Il ritorno del pilastro silenzioso
L’aspetto più incoraggiante per la formazione bianconera riguarda il pieno recupero di Weston McKennie, tornato a disposizione del gruppo dopo un periodo di gestione precauzionale e considerato, ormai da tempo, un pilastro insostituibile del centrocampo. La sua presenza, che garantisce dinamismo e copertura, permette a Spalletti di affrontare con maggiore serenità un ciclo di impegni ritenuto favorevole, che include – oltre alla trasferta toscana – sfide in campionato contro squadre della parte bassa della classifica. Si tratta, per molti, di partite abbordabili, le quali potrebbero proiettare la Juventus in una posizione di vertice, a patto di sfruttare l’assist offerto dal calendario.
Le assenze che condizionano le scelte
Se da un lato, infatti, il rientro dell’americano offre l’imbarazzo della scelta nella zona di centrocampo, dall’altro il bilancio della vigilia non può essere definito ottimale a causa delle defezioni di Tiago Djaló e del giovane portoghese, quest'ultimo costretto a saltare l’incontro insieme ad altri compagni. La loro indisponibilità, che si aggiunge a quella di alcuni giocatori gestiti con attenzione nelle scorse sedute, obbliga l’allenatore a rimodulare la formazione, sebbene il roster a sua disposizione offra comunque alternative valide per tentare di superare il turno. Non mancano, peraltro, segnali positivi riguardanti altri elementi del gruppo, i quali – benché non menzionati esplicitamente – hanno preso parte alla rifinitura finale.

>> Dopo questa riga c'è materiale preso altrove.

mod common;

use std::{
    io::{self, Cursor},
    sync::{
        atomic::{AtomicUsize, Ordering},
        Arc,
    },
    thread,
    time::{Duration, Instant},
};

use approx::assert_abs_diff_eq;
use tfidf_pipeline::{
    Corpus, DefaultTfIdfEngine, Document, DocumentFrequency, DocumentScores, FailurePolicy, PipelineConfig,
    PipelineError, ScoreMap, Stage, TaskError, TfIdfEngine, TfIdfPipeline,
};

/// Default engine that fails on one document
struct FailingEngine {
    fail_at: usize,
    panic: bool,
}

impl TfIdfEngine for FailingEngine {
    fn tf(&self, count: u64, doc_len: u64) -> f64 {
        DefaultTfIdfEngine.tf(count, doc_len)
    }

    fn idf(&self, doc_num: u64, doc_freq: u64) -> f64 {
        DefaultTfIdfEngine.idf(doc_num, doc_freq)
    }

    fn score_document(&self, index: usize, document: &Document, df: &DocumentFrequency) -> Result<ScoreMap, TaskError> {
        if index == self.fail_at {
            if self.panic {
                panic!("simulated crash in document {index}");
            }
            return Err(TaskError::failed("simulated failure"));
        }
        DefaultTfIdfEngine.score_document(index, document, df)
    }
}

/// Default engine that takes its time
struct SlowEngine(Duration);

impl TfIdfEngine for SlowEngine {
    fn tf(&self, count: u64, doc_len: u64) -> f64 {
        thread::sleep(self.0);
        DefaultTfIdfEngine.tf(count, doc_len)
    }

    fn idf(&self, doc_num: u64, doc_freq: u64) -> f64 {
        DefaultTfIdfEngine.idf(doc_num, doc_freq)
    }
}

/// Document 0 stalls, document 1 fails at once, the rest take a little time
struct StallThenFail {
    scored: Arc<AtomicUsize>,
}

impl TfIdfEngine for StallThenFail {
    fn tf(&self, count: u64, doc_len: u64) -> f64 {
        DefaultTfIdfEngine.tf(count, doc_len)
    }

    fn idf(&self, doc_num: u64, doc_freq: u64) -> f64 {
        DefaultTfIdfEngine.idf(doc_num, doc_freq)
    }

    fn score_document(&self, index: usize, document: &Document, df: &DocumentFrequency) -> Result<ScoreMap, TaskError> {
        match index {
            0 => thread::sleep(Duration::from_millis(1000)),
            1 => return Err(TaskError::failed("boom")),
            _ => thread::sleep(Duration::from_millis(50)),
        }
        self.scored.fetch_add(1, Ordering::SeqCst);
        DefaultTfIdfEngine.score_document(index, document, df)
    }
}

fn config(threads: usize) -> PipelineConfig {
    PipelineConfig::new().with_threads(threads)
}

fn assert_matches_reference(text: &str, threads: usize) {
    let matrix = TfIdfPipeline::new(config(threads)).run_str(text).unwrap();
    let expected = common::reference_scores(text);
    assert_eq!(matrix.len(), expected.len());
    for (i, want) in expected.iter().enumerate() {
        let got = matrix.scores(i).unwrap();
        assert_eq!(got.len(), want.len(), "term count mismatch in document {i}");
        for (term, score) in want {
            let actual = got.get(term).unwrap_or_else(|| panic!("missing {term} in document {i}"));
            assert_abs_diff_eq!(actual, *score, epsilon = 1e-9);
        }
    }
}

#[test]
fn empty_input_yields_empty_matrix() {
    let pipeline = TfIdfPipeline::default();
    assert!(pipeline.run_str("").unwrap().is_empty());
    assert!(pipeline.run_str("\n\n   \n").unwrap().is_empty());
    assert!(pipeline.run(Vec::<io::Result<String>>::new()).unwrap().is_empty());
}

#[test]
fn single_document_has_no_significant_terms() {
    let matrix = TfIdfPipeline::default().run_str("the cat sat").unwrap();
    assert_eq!(matrix.len(), 1);
    assert!(!matrix.is_failed(0));
    assert!(matrix.scores(0).unwrap().is_empty());
}

#[test]
fn two_documents_score_their_rare_terms() {
    let matrix = TfIdfPipeline::new(config(2)).run_str("cat dog\n\ncat cat bird").unwrap();
    assert_eq!(matrix.len(), 2);

    let first = matrix.scores(0).unwrap();
    assert_eq!(first.len(), 1);
    assert!(!first.contains_term("cat"));
    assert_abs_diff_eq!(first.get("dog").unwrap(), 2f64.ln() / 2.0, epsilon = 1e-12);
    assert_abs_diff_eq!(first.get("dog").unwrap(), 0.3466, epsilon = 1e-4);

    let second = matrix.scores(1).unwrap();
    assert_eq!(second.len(), 1);
    assert!(!second.contains_term("cat"));
    assert_abs_diff_eq!(second.get("bird").unwrap(), 2f64.ln() / 3.0, epsilon = 1e-12);
    assert_abs_diff_eq!(second.get("bird").unwrap(), 0.2310, epsilon = 1e-4);
}

#[test]
fn failed_scoring_task_is_isolated() {
    let text = "cat dog\n\ncat fish\n\ncat cat bird";
    for panic in [false, true] {
        let pipeline = TfIdfPipeline::with_engine(config(3), FailingEngine { fail_at: 1, panic });
        let matrix = pipeline.run_str(text).unwrap();
        let expected = common::reference_scores(text);

        assert_eq!(matrix.len(), 3);
        assert_eq!(matrix.failed_indices(), vec![1]);
        match matrix.get(1) {
            Some(DocumentScores::Failed(TaskError::Panicked(msg))) => {
                assert!(panic);
                assert!(msg.contains("document 1"));
            }
            Some(DocumentScores::Failed(TaskError::Failed(msg))) => {
                assert!(!panic);
                assert_eq!(msg, "simulated failure");
            }
            other => panic!("unexpected slot: {other:?}"),
        }
        for i in [0, 2] {
            let got = matrix.scores(i).unwrap();
            assert_eq!(got.len(), expected[i].len());
            for (term, score) in &expected[i] {
                assert_abs_diff_eq!(got.get(term).unwrap(), *score, epsilon = 1e-12);
            }
        }
    }
}

#[test]
fn failed_scoring_task_aborts_under_fail_fast() {
    let config = config(2).with_failure_policy(FailurePolicy::FailFast);
    let pipeline = TfIdfPipeline::with_engine(config, FailingEngine { fail_at: 1, panic: false });
    let err = pipeline.run_str("a b\n\nc d\n\ne f").unwrap_err();
    match &err {
        PipelineError::TaskFailed { stage, index, reason } => {
            assert_eq!(*stage, Stage::Score);
            assert_eq!(*index, 1);
            assert_eq!(reason, &TaskError::failed("simulated failure"));
        }
        other => panic!("unexpected error: {other}"),
    }
    assert_eq!(err.index(), Some(1));
}

#[test]
fn panicking_scoring_task_aborts_under_fail_fast() {
    let config = config(2).with_failure_policy(FailurePolicy::FailFast);
    let pipeline = TfIdfPipeline::with_engine(config, FailingEngine { fail_at: 2, panic: true });
    let err = pipeline.run_str("a b\n\nc d\n\ne f\n\ng h").unwrap_err();
    match &err {
        PipelineError::TaskFailed { stage: Stage::Score, index: 2, reason: TaskError::Panicked(msg) } => {
            assert!(msg.contains("document 2"));
        }
        other => panic!("unexpected error: {other}"),
    }
}

#[test]
fn fail_fast_aborts_without_waiting_for_earlier_documents() {
    let scored = Arc::new(AtomicUsize::new(0));
    let config = config(2).with_failure_policy(FailurePolicy::FailFast);
    let pipeline = TfIdfPipeline::with_engine(config, StallThenFail { scored: Arc::clone(&scored) });
    let text = (0..20).map(|i| format!("word{}", "x".repeat(i))).collect::<Vec<_>>().join("\n\n");

    let started = Instant::now();
    let err = pipeline.run_str(&text).unwrap_err();
    assert!(started.elapsed() < Duration::from_millis(800), "abort waited for document 0");
    assert!(matches!(err, PipelineError::TaskFailed { stage: Stage::Score, index: 1, .. }), "{err}");

    // documents queued behind the failure are never scored
    thread::sleep(Duration::from_millis(300));
    assert!(scored.load(Ordering::SeqCst) <= 3, "scored {}", scored.load(Ordering::SeqCst));
}

#[test]
fn tokenization_failure_slot_is_carried_into_matrix() {
    let mut corpus = Corpus::new();
    corpus.push(Document::from_lines(&["cat dog"]));
    corpus.push_failed(TaskError::Panicked("tokenizer crashed".into()));
    corpus.push(Document::from_lines(&["cat bird"]));

    let matrix = TfIdfPipeline::new(config(2)).score(corpus).unwrap();
    assert_eq!(matrix.len(), 3);
    assert_eq!(matrix.failed_indices(), vec![1]);
    // the failed slot still counts as a document: N = 3
    assert_abs_diff_eq!(matrix.scores(0).unwrap().get("cat").unwrap(), 0.5 * 1.5f64.ln(), epsilon = 1e-12);
    assert_abs_diff_eq!(matrix.scores(2).unwrap().get("bird").unwrap(), 0.5 * 3f64.ln(), epsilon = 1e-12);
}

#[test]
fn matches_sequential_reference() {
    let text = common::sample_corpus();
    for threads in [1, 2, 4] {
        assert_matches_reference(&text, threads);
    }
}

#[test]
fn output_is_independent_of_thread_count() {
    let text = common::sample_corpus().repeat(20);
    let baseline = TfIdfPipeline::new(config(1)).run_str(&text).unwrap();
    for threads in [2, 3, 8] {
        let matrix = TfIdfPipeline::new(config(threads)).run_str(&text).unwrap();
        assert_eq!(matrix, baseline);
        assert_eq!(
            serde_json::to_string(&matrix).unwrap(),
            serde_json::to_string(&baseline).unwrap()
        );
    }
}

#[test]
fn matrix_is_aligned_with_input_blocks() {
    let blocks: Vec<String> = (0..40).map(|i| format!("shared unique{}", "z".repeat(i + 1))).collect();
    let text = blocks.join("\n\n");
    let matrix = TfIdfPipeline::new(config(4)).run_str(&text).unwrap();
    assert_eq!(matrix.len(), 40);
    for i in 0..40 {
        let scores = matrix.scores(i).unwrap();
        let term = format!("unique{}", "z".repeat(i + 1));
        assert_eq!(scores.len(), 1);
        assert_abs_diff_eq!(scores.get(&term).unwrap(), 0.5 * 40f64.ln(), epsilon = 1e-12);
    }
}

#[test]
fn scores_stay_within_bounds() {
    let text = common::sample_corpus();
    let matrix = TfIdfPipeline::default().run_str(&text).unwrap();
    let max = (matrix.len() as f64).ln();
    for row in matrix.iter() {
        for (_, score) in row.scores().unwrap().iter() {
            assert!(score > 0.0);
            assert!(score <= max);
        }
    }
}

#[test]
fn reads_from_buffered_reader() {
    let reader = Cursor::new("cat dog\n\ncat cat bird\n");
    let matrix = TfIdfPipeline::default().run_reader(reader).unwrap();
    assert_eq!(matrix.len(), 2);
    assert!(matrix.scores(0).unwrap().contains_term("dog"));
}

#[test]
fn read_failure_aborts_the_run() {
    let input = vec![
        Ok("cat dog".to_string()),
        Ok(String::new()),
        Ok("bird".to_string()),
        Err(io::Error::new(io::ErrorKind::Other, "disk on fire")),
    ];
    let err = TfIdfPipeline::default().run(input).unwrap_err();
    match &err {
        PipelineError::SourceRead { line, source } => {
            assert_eq!(*line, 4);
            assert_eq!(source.to_string(), "disk on fire");
        }
        other => panic!("unexpected error: {other}"),
    }
}

#[test]
fn slow_phase_times_out() {
    let config = config(1).with_phase_timeout(Duration::from_millis(50));
    let pipeline = TfIdfPipeline::with_engine(config, SlowEngine(Duration::from_millis(400)));
    let err = pipeline.run_str("a\n\nb").unwrap_err();
    assert!(matches!(err, PipelineError::Timeout { stage: Stage::Score, .. }), "{err}");
}

#[test]
fn expired_tokenize_phase_times_out() {
    let pipeline = TfIdfPipeline::new(config(2).with_phase_timeout(Duration::ZERO));
    let err = pipeline.run_str("a\n\nb").unwrap_err();
    match &err {
        PipelineError::Timeout { stage, pending, timeout } => {
            assert_eq!(*stage, Stage::Tokenize);
            assert_eq!(*pending, 2);
            assert_eq!(*timeout, Duration::ZERO);
        }
        other => panic!("unexpected error: {other}"),
    }
}

#[test]
fn cancel_handle_interrupts_reading() {
    let pipeline = TfIdfPipeline::default();
    let cancel = pipeline.cancel_handle();
    let slow_lines = (0..100).map(|i| {
        thread::sleep(Duration::from_millis(20));
        Ok::<_, io::Error>(if i % 2 == 0 { format!("line{}", "s".repeat(i % 5)) } else { String::new() })
    });
    let trigger = thread::spawn(move || {
        thread::sleep(Duration::from_millis(100));
        cancel.cancel();
    });

    let started = Instant::now();
    let err = pipeline.run(slow_lines).unwrap_err();
    trigger.join().unwrap();
    assert!(matches!(err, PipelineError::Interrupted { stage: Stage::Tokenize }), "{err}");
    assert!(started.elapsed() < Duration::from_millis(1000), "read the whole source first");
}

#[test]
fn cancel_handle_interrupts_a_run() {
    let pipeline = TfIdfPipeline::with_engine(config(1), SlowEngine(Duration::from_millis(400)));
    let cancel = pipeline.cancel_handle();
    let trigger = thread::spawn(move || {
        thread::sleep(Duration::from_millis(150));
        cancel.cancel();
    });
    let err = pipeline.run_str("a b\n\nc d\n\ne f").unwrap_err();
    trigger.join().unwrap();
    assert!(matches!(err, PipelineError::Interrupted { stage: Stage::Score }), "{err}");

    // a reset handle lets the same pipeline run again
    pipeline.cancel_handle().reset();
    assert_eq!(pipeline.run_str("a\n\nb").unwrap().len(), 2);
}
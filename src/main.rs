use std::{
    fs::File,
    io::{self, BufReader, Write},
    path::PathBuf,
    time::Duration,
};

use anyhow::{Context, Result};
use clap::{Parser, ValueEnum};
use tfidf_pipeline::{DocumentScores, FailurePolicy, PipelineConfig, ScoreMatrix, TfIdfPipeline};
use tracing_subscriber::EnvFilter;

#[derive(Debug, Clone, Copy, ValueEnum)]
enum Policy {
    Isolate,
    FailFast,
}

impl From<Policy> for FailurePolicy {
    fn from(policy: Policy) -> Self {
        match policy {
            Policy::Isolate => FailurePolicy::Isolate,
            Policy::FailFast => FailurePolicy::FailFast,
        }
    }
}

#[derive(Parser)]
#[command(name = "tfidf", version, about = "Concurrent TF-IDF scores for a blank-line delimited corpus")]
struct Cli {
    /// Input text file, documents separated by blank lines
    input: PathBuf,
    /// Worker threads (default: available parallelism)
    #[arg(long)]
    threads: Option<usize>,
    /// Upper bound in seconds for each phase to finish
    #[arg(long, default_value_t = 300)]
    timeout_secs: u64,
    /// What a failed task does to the run
    #[arg(long, value_enum, default_value = "isolate")]
    policy: Policy,
    /// Terms printed per document
    #[arg(long, default_value_t = 10)]
    top: usize,
    /// Print only the first N documents (0 = all)
    #[arg(long, default_value_t = 1)]
    documents: usize,
    /// Print the whole score matrix as JSON instead
    #[arg(long)]
    json: bool,
}

fn main() -> Result<()> {
    tracing_subscriber::fmt()
        .with_env_filter(EnvFilter::try_from_default_env().unwrap_or_else(|_| EnvFilter::new("info")))
        .with_writer(io::stderr)
        .init();

    let cli = Cli::parse();

    let mut config = PipelineConfig::new()
        .with_phase_timeout(Duration::from_secs(cli.timeout_secs))
        .with_failure_policy(cli.policy.into());
    if let Some(threads) = cli.threads {
        config = config.with_threads(threads);
    }

    let file = File::open(&cli.input).with_context(|| format!("failed to open {}", cli.input.display()))?;
    let pipeline = TfIdfPipeline::new(config);
    let matrix = pipeline
        .run_reader(BufReader::new(file))
        .with_context(|| format!("failed to score {}", cli.input.display()))?;

    let stdout = io::stdout();
    let mut out = stdout.lock();
    if cli.json {
        serde_json::to_writer(&mut out, &matrix)?;
        writeln!(out)?;
    } else {
        print_top_terms(&mut out, &matrix, cli.top, cli.documents)?;
    }
    Ok(())
}

fn print_top_terms<W: Write>(out: &mut W, matrix: &ScoreMatrix, top: usize, documents: usize) -> io::Result<()> {
    if matrix.is_empty() {
        writeln!(out, "no documents")?;
        return Ok(());
    }
    let limit = if documents == 0 { matrix.len() } else { documents.min(matrix.len()) };
    for (index, row) in matrix.iter().take(limit).enumerate() {
        writeln!(out, "document {}", index + 1)?;
        match row {
            DocumentScores::Scored(scores) if scores.is_empty() => writeln!(out, "  (no significant terms)")?,
            DocumentScores::Scored(scores) => {
                for (term, score) in scores.top_n(top) {
                    writeln!(out, "  {term:<24} {score:.4}")?;
                }
            }
            DocumentScores::Failed(reason) => writeln!(out, "  failed: {reason}")?,
        }
    }
    Ok(())
}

La partita come trampolino
L’obiettivo dichiarato è quello di proseguire il cammino in Coppa Italia, approfittando di una serie di appuntamenti che, sulla carta, appaiono meno impervi. Questo mini-ciclo di gare, che si apre con la trasferta contro i toscani, è visto internamente come un’opportunità per accumulare risultati positivi e mantenere una certa continuità di rendimento. La gara di sabato sera, dunque, non rappresenta un semplice ostacolo da superare per avanzare nella coppa nazionale, bensì il primo tassello di una possibile rimonta o consolidamento in campionato, dove ogni punto conta nella corsa al Titolo. La squadra, nonostante i problemi di giornata, ha dimostrato di avere una rosa ampia e competitiva, in grado di sopperire alle assenze senza perdere eccessivamente in qualità.